The authors thank Priscille Bourquelot and Svetlana Jevtic (Novartis Pharma AG) and Prof Qian Jiang (Peking University People’s Hospital, Beijing, China) for ongoing medical and scientific support, as well as Staci Heise and Karen Kaluza (ArticulateScience, LLC) for medical editorial assistance with this manuscript. The authors also thank all other ENESTchina clinical investigators: Drs Zhen Xia, Yang Yu, Huiying Qiu, Sai Lou, Xiong Ni, Jian Huang, Yejiang Lou, Zhen Cai, Weiyan Zheng, Jimin Shi, Jingsong He, De Zhou, Jinsong Jia, Hao Jiang, Bingcheng Liu, Ming Hong, Lei Fan, Kourong Miao, Li Wang, Run Zhang, Yadan Wang, Yong You, Wenjuan He, Jing Li, Liangfang Zhu, Langhui Zhang, Ting Yang, Tingbo Liu, Yanjuan Lin, Danhui Fu, Rong Zhan, Nainong Li, Zhihong Zheng, Jing Zheng, Jianyu Weng, Zesheng Lu, Chengwei Luo, Min Dai, Jiazhuo Liu, Li Zhang, and Xuemei Qin.
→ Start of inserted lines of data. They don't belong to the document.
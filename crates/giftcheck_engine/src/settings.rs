use std::time::Duration;

use url::Url;

pub const DEFAULT_BASE_URL: &str = "http://127.0.0.1:5000/";

#[derive(Debug, Clone)]
pub struct EngineSettings {
    /// Root of the analysis service; endpoints are resolved relative to it.
    pub base_url: Url,
    pub connect_timeout: Duration,
    pub request_timeout: Duration,
    /// Timeout for the health probe, kept short so fallback is quick.
    pub health_timeout: Duration,
    /// `max_workers` sent with batch requests.
    pub remote_max_workers: usize,
    /// Skip the probe and always simulate.
    pub offline: bool,
    pub simulator: SimulatorSettings,
}

impl Default for EngineSettings {
    fn default() -> Self {
        Self {
            base_url: Url::parse(DEFAULT_BASE_URL).expect("default base url"),
            connect_timeout: Duration::from_secs(5),
            request_timeout: Duration::from_secs(15),
            health_timeout: Duration::from_secs(3),
            remote_max_workers: 5,
            offline: false,
            simulator: SimulatorSettings::default(),
        }
    }
}

#[derive(Debug, Clone, PartialEq, Eq)]
pub struct SimulatorSettings {
    pub min_latency: Duration,
    pub max_latency: Duration,
    /// Fixed seed for reproducible runs; entropy when `None`.
    pub seed: Option<u64>,
}

impl Default for SimulatorSettings {
    fn default() -> Self {
        Self {
            min_latency: Duration::from_millis(500),
            max_latency: Duration::from_millis(2500),
            seed: None,
        }
    }
}
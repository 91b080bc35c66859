use crate::{
    AnalysisMode, BatchId, ClassificationResult, ExportSelection, Link, ResultFilter,
    SessionSettings, SessionSnapshot, SortSpec,
};

#[derive(Debug, Clone, PartialEq)]
pub enum Msg {
    /// User edited the link input (raw, multi-line text).
    InputChanged(String),
    /// User submitted the current input for analysis.
    LinksSubmitted,
    /// Restore links and results from a persisted session.
    RestoreSession(SessionSnapshot),
    /// Engine probed the remote service and picked a mode for the batch.
    ModeSelected { batch_id: BatchId, mode: AnalysisMode },
    /// Engine progress for a batch.
    BatchProgress {
        batch_id: BatchId,
        completed: usize,
        total: usize,
    },
    /// One classified link.
    ResultReceived {
        batch_id: BatchId,
        result: ClassificationResult,
    },
    /// Every lane of the batch is drained, or the batch was rejected.
    BatchFinished {
        batch_id: BatchId,
        error: Option<String>,
    },
    PauseClicked,
    ResumeClicked,
    StopClicked,
    FilterChanged(ResultFilter),
    SortChanged(SortSpec),
    PageChanged(usize),
    ExportRequested(ExportSelection),
    ExportResultsRequested,
    BackupRequested,
    /// Drop the result for one link. The link stays known, so the next
    /// submission checks it again.
    RemoveResult(Link),
    /// Forget all links and results.
    ClearAll,
    SettingsChanged(SessionSettings),
    /// Render tick to coalesce redraws.
    Tick,
    NoOp,
}
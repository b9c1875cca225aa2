//! Infrastructure - configuration
//!
//! This module contains infrastructure concerns:
//! - `config` - Application configuration (TOML loading, defaults)

pub mod config;

// Re-export commonly used types
pub use config::Config;
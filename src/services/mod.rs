//! Services - core logic of the agent
//!
//! This module contains the state-holding components:
//! - `debounce` - dual-read debouncing of the reed contact
//! - `arm_state` - shared arm/disarm flag
//! - `monitor` - polling loop, transition detection, event publication

pub mod arm_state;
pub mod debounce;
pub mod monitor;

// Re-export commonly used types
pub use arm_state::ArmState;
pub use debounce::Debouncer;
pub use monitor::DoorMonitor;
//! Process-wide arm/disarm flag
//!
//! Exactly one writer (the command listener) and one reader (the polling
//! loop) share this flag through an `Arc`. A single atomic bool is enough;
//! there is no ordering dependency between the flag and any other state.

use crate::domain::{ArmFlag, Command, CommandMessage};
use std::sync::atomic::{AtomicBool, Ordering};
use tracing::{info, warn};

pub struct ArmState {
    armed: AtomicBool,
}

impl ArmState {
    pub fn new(initial: ArmFlag) -> Self {
        Self { armed: AtomicBool::new(initial.is_armed()) }
    }

    pub fn get(&self) -> ArmFlag {
        ArmFlag::from_bool(self.armed.load(Ordering::Relaxed))
    }

    /// Idempotent, last-writer-wins. Cannot fail.
    pub fn set(&self, flag: ArmFlag) {
        self.armed.store(flag.is_armed(), Ordering::Relaxed);
    }

    /// Apply an inbound command message. Unknown commands are logged and
    /// leave the flag unchanged.
    pub fn apply_command(&self, msg: &CommandMessage) {
        match msg.cmd.parse::<Command>() {
            Ok(Command::Arm) => {
                self.set(ArmFlag::Armed);
                info!(arm = "armed", "arm_command");
            }
            Ok(Command::Disarm) => {
                self.set(ArmFlag::Disarmed);
                info!(arm = "disarmed", "arm_command");
            }
            Ok(Command::Unknown(other)) => {
                warn!(cmd = %other, "arm_command_unknown");
            }
            Err(never) => match never {},
        }
    }
}
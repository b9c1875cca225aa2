//! Doorwatch - reed switch door sensor agent for Raspberry Pi
//!
//! Polls a debounced reed contact, mirrors the door state on an indicator
//! LED, publishes open/close transitions over MQTT, and accepts remote
//! arm/disarm commands.
//!
//! Module structure:
//! - `domain/` - Core types (DoorState, ArmFlag, TransitionEvent)
//! - `io/` - External interfaces (GPIO, MQTT, backend status fetch)
//! - `services/` - Logic (Debouncer, ArmState, DoorMonitor)
//! - `infra/` - Infrastructure (Config)

use clap::Parser;
use doorwatch::domain::ArmFlag;
use doorwatch::infra::Config;
use doorwatch::io::gpio::{GpioInputPin, GpioOutputPin};
use doorwatch::io::{create_event_channel, MqttPublisher};
use doorwatch::services::{ArmState, DoorMonitor};
use std::sync::Arc;
use tokio::sync::watch;
use tracing::info;
use tracing_subscriber::fmt::time::UtcTime;
use tracing_subscriber::EnvFilter;

/// Doorwatch - door sensor agent
#[derive(Parser, Debug)]
#[command(name = "doorwatch", version, about)]
struct Args {
    /// Path to TOML configuration file
    #[arg(short, long, default_value = "config/dev.toml")]
    config: String,
}

#[tokio::main]
async fn main() -> Result<(), Box<dyn std::error::Error>> {
    // Initialize structured logging with configurable level via RUST_LOG env var
    // Default: INFO, use RUST_LOG=trace to see individual polls
    let filter = EnvFilter::try_from_default_env().unwrap_or_else(|_| EnvFilter::new("info"));

    tracing_subscriber::fmt()
        .with_env_filter(filter)
        .with_timer(UtcTime::rfc_3339())
        .with_target(false)
        .init();

    info!(git_hash = env!("GIT_HASH"), "doorwatch starting");

    let args = Args::parse();
    let config = Config::load_from_path(&args.config);

    info!(
        config_file = %config.config_file(),
        device_id = %config.device_id(),
        reed_pin = %config.reed_pin(),
        led_pin = %config.led_pin(),
        poll_interval_ms = %config.poll_interval_ms(),
        settle_delay_ms = %config.settle_delay_ms(),
        mqtt_host = %config.mqtt_host(),
        mqtt_port = %config.mqtt_port(),
        event_topic = %config.mqtt_event_topic(),
        command_topic = %config.mqtt_command_topic(),
        "config_loaded"
    );

    // Configure hardware lines first: failure here is fatal
    let reed = GpioInputPin::new(config.reed_pin(), config.reed_active_low())?;
    let led = GpioOutputPin::new(config.led_pin())?;

    // Resolve the initial arm flag, defaulting safe on any fetch failure
    let initial_arm = if config.fetch_initial_arm_from_backend() {
        doorwatch::io::backend::fetch_initial_arm(&config).await
    } else {
        ArmFlag::Disarmed
    };
    let arm = Arc::new(ArmState::new(initial_arm));
    info!(arm = %initial_arm.as_str(), "arm_state_initialized");

    // Create shutdown signal
    let (shutdown_tx, shutdown_rx) = watch::channel(false);

    // Create event channel (bounded for backpressure)
    let (event_tx, event_rx) = create_event_channel(256);

    // Start MQTT event publisher
    let publisher = MqttPublisher::new(&config, event_rx);
    let publisher_shutdown = shutdown_rx.clone();
    tokio::spawn(async move {
        publisher.run(publisher_shutdown).await;
    });

    // Start MQTT command listener
    let listener_config = config.clone();
    let listener_arm = arm.clone();
    let listener_shutdown = shutdown_rx.clone();
    tokio::spawn(async move {
        if let Err(e) =
            doorwatch::io::mqtt::start_command_listener(&listener_config, listener_arm, listener_shutdown)
                .await
        {
            tracing::error!(error = %e, "command listener error");
        }
    });

    // Handle shutdown on Ctrl+C
    let shutdown_signal = shutdown_tx;
    tokio::spawn(async move {
        tokio::signal::ctrl_c().await.ok();
        info!("shutdown_signal_received");
        let _ = shutdown_signal.send(true);
    });

    // Run the monitor loop - polls until the shutdown signal flips
    let monitor = DoorMonitor::new(&config, reed, led, arm, event_tx);
    monitor.run(shutdown_rx).await;

    info!("doorwatch shutdown complete");
    Ok(())
}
The ENESTchina study and work presented here were sponsored and funded by Novartis Pharmaceuticals Corporation. Financial support for medical editorial assistance was provided by Novartis Pharmaceuticals Corporation.

Authorship

Contribution: S.H., H.D.M., M.B., and X.H. designed research; Jianxiang Wang, J.J., Y.H., X.D., J.L., H.Z., J.H., Jianmin Wang, M.H., X.H., and F.M. performed research; X.H. contributed vital new reagents or analytical tools; Jianxiang Wang, H.H., H.Z., J.H., Jianmin Wang, H.D.M., and F.M. collected data; Jianxiang Wang, Z.-X.S., G.S., H.Z., S.H., H.D.M., C.-E.O., Y.Y., M.B., X.H., and C.T. analyzed and interpreted data; C.-E.O. performed statistical analysis; and all authors have drafted and approved the manuscript.

Conflict-of-interest disclosure: Jianxiang Wang acted as a consultant for Novartis and Bristol-Myers Squibb. G.S. acted as a consultant and attended a speakers’ bureau for Novartis, Bristol-Myers Squibb, Pfizer, and Ariad. S.H. and H.D.M. are Novartis Pharma AG employees and stockholders. C.E.-O. is an employee of Novartis Pharma AG. C.T. is an employee of Novartis Pharmaceuticals Corporation. Y.Y. is an employee of Beijing Novartis Pharma Company, Limited. M.B. acted as a consultant to, received honoraria from, and attended a speaker bureau for Novartis, Bristol-Myers Squibb, Pfizer, and Ariad, and attended an advisory board for Novartis and Ariad. The remaining authors declare no competing financial interests.